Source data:
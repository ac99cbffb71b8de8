//! Skill extraction against the static taxonomy.
//!
//! Matching is greedy longest-match over n-grams of normalized tokens: at each position the
//! longest alias window is tried first, and a hit consumes its tokens. Every window is a
//! single hash lookup, so cost is linear in text length.

use std::collections::HashSet;

use crate::analysis::taxonomy::TAXONOMY;
use crate::analysis::tokenizer::{trim_joiners, Tokenizer, DEFAULT_SHORT_TOKENS};

/// Canonical skill names in the order they were first discovered.
#[derive(Debug, Clone, Default, PartialEq)]
pub struct SkillSet {
    ordered: Vec<&'static str>,
    members: HashSet<&'static str>,
}

impl SkillSet {
    pub fn new() -> Self {
        Self::default()
    }

    /// Inserts a skill; returns false when it was already present.
    pub fn insert(&mut self, skill: &'static str) -> bool {
        if self.members.insert(skill) {
            self.ordered.push(skill);
            true
        } else {
            false
        }
    }

    pub fn contains(&self, skill: &str) -> bool {
        self.members.contains(skill)
    }

    pub fn len(&self) -> usize {
        self.ordered.len()
    }

    pub fn is_empty(&self) -> bool {
        self.ordered.is_empty()
    }

    pub fn iter(&self) -> impl Iterator<Item = &'static str> + '_ {
        self.ordered.iter().copied()
    }

    /// Number of skills present in both sets.
    pub fn overlap(&self, other: &SkillSet) -> usize {
        self.iter().filter(|s| other.contains(s)).count()
    }
}

impl FromIterator<&'static str> for SkillSet {
    fn from_iter<I: IntoIterator<Item = &'static str>>(iter: I) -> Self {
        let mut set = SkillSet::new();
        for skill in iter {
            set.insert(skill);
        }
        set
    }
}

/// Extracts the canonical skills mentioned in `text`.
pub fn extract_skills(text: &str) -> SkillSet {
    let tokens = skill_tokens(text);
    let max_window = TAXONOMY.max_alias_tokens();
    let mut found = SkillSet::new();

    let mut i = 0;
    while i < tokens.len() {
        let longest = max_window.min(tokens.len() - i);
        let mut consumed = 1;

        for window in (1..=longest).rev() {
            let candidate = tokens[i..i + window].join(" ");
            if let Some(skill) = TAXONOMY.lookup(&candidate) {
                found.insert(skill);
                consumed = window;
                break;
            }
        }

        i += consumed;
    }

    found
}

/// Compound separators first, then the glue inside a single word (`react+redux`,
/// `python.deployed`). A piece that is a known alias is never split further.
const SPLIT_LEVELS: &[&[char]] = &[&['-', '/'], &['.', '+', '&']];

/// Tokens for skill matching. A token that is a known alias stays whole (`react-native`,
/// `node.js`, `c++`); anything else is broken into parts and each part resolved again.
/// Emitting both forms would let `react-native` also count as React.
fn skill_tokens(text: &str) -> Vec<String> {
    let whole = Tokenizer::new(DEFAULT_SHORT_TOKENS, false);
    let mut tokens = Vec::new();

    for token in whole.tokenize(text) {
        push_skill_token(&mut tokens, &token, SPLIT_LEVELS);
    }

    tokens
}

fn push_skill_token(tokens: &mut Vec<String>, token: &str, levels: &[&[char]]) {
    if let Some(alias) = resolve_alias(token) {
        tokens.push(alias);
        return;
    }

    let Some((separators, deeper)) = levels.split_first() else {
        tokens.push(token.to_string());
        return;
    };
    if !token.contains(*separators) {
        push_skill_token(tokens, token, deeper);
        return;
    }

    let parts: Vec<&str> = token.split(*separators).filter_map(trim_joiners).collect();
    // A lone letter out of a compound is only a language next to a known skill:
    // `c/c++` keeps C, `c-level` and `r&d` do not.
    let beside_skill = parts
        .iter()
        .any(|p| p.chars().count() > 1 && resolve_alias(p).is_some());

    for part in parts {
        if part.chars().count() < 2 && !(beside_skill && DEFAULT_SHORT_TOKENS.contains(&part)) {
            continue;
        }
        push_skill_token(tokens, part, deeper);
    }
}

/// The alias a token stands for, allowing a trailing version (`python3.8`, `c++17`, `vue3`).
fn resolve_alias(token: &str) -> Option<String> {
    if TAXONOMY.lookup(token).is_some() {
        return Some(token.to_string());
    }

    let unversioned = token.trim_end_matches(|c: char| c.is_ascii_digit() || c == '.');
    if unversioned.len() < token.len()
        && unversioned.chars().count() > 1
        && TAXONOMY.lookup(unversioned).is_some()
    {
        return Some(unversioned.to_string());
    }

    None
}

Action item » Out of the data above, give again only the lines starting at the one holding "set.insert(skill);" and ending at the one holding "while i < tokens.len()", unchanged.

Worked solution »
            set.insert(skill);
        }
        set
    }
}

/// Extracts the canonical skills mentioned in `text`.
pub fn extract_skills(text: &str) -> SkillSet {
    let tokens = skill_tokens(text);
    let max_window = TAXONOMY.max_alias_tokens();
    let mut found = SkillSet::new();

    let mut i = 0;
    while i < tokens.len() {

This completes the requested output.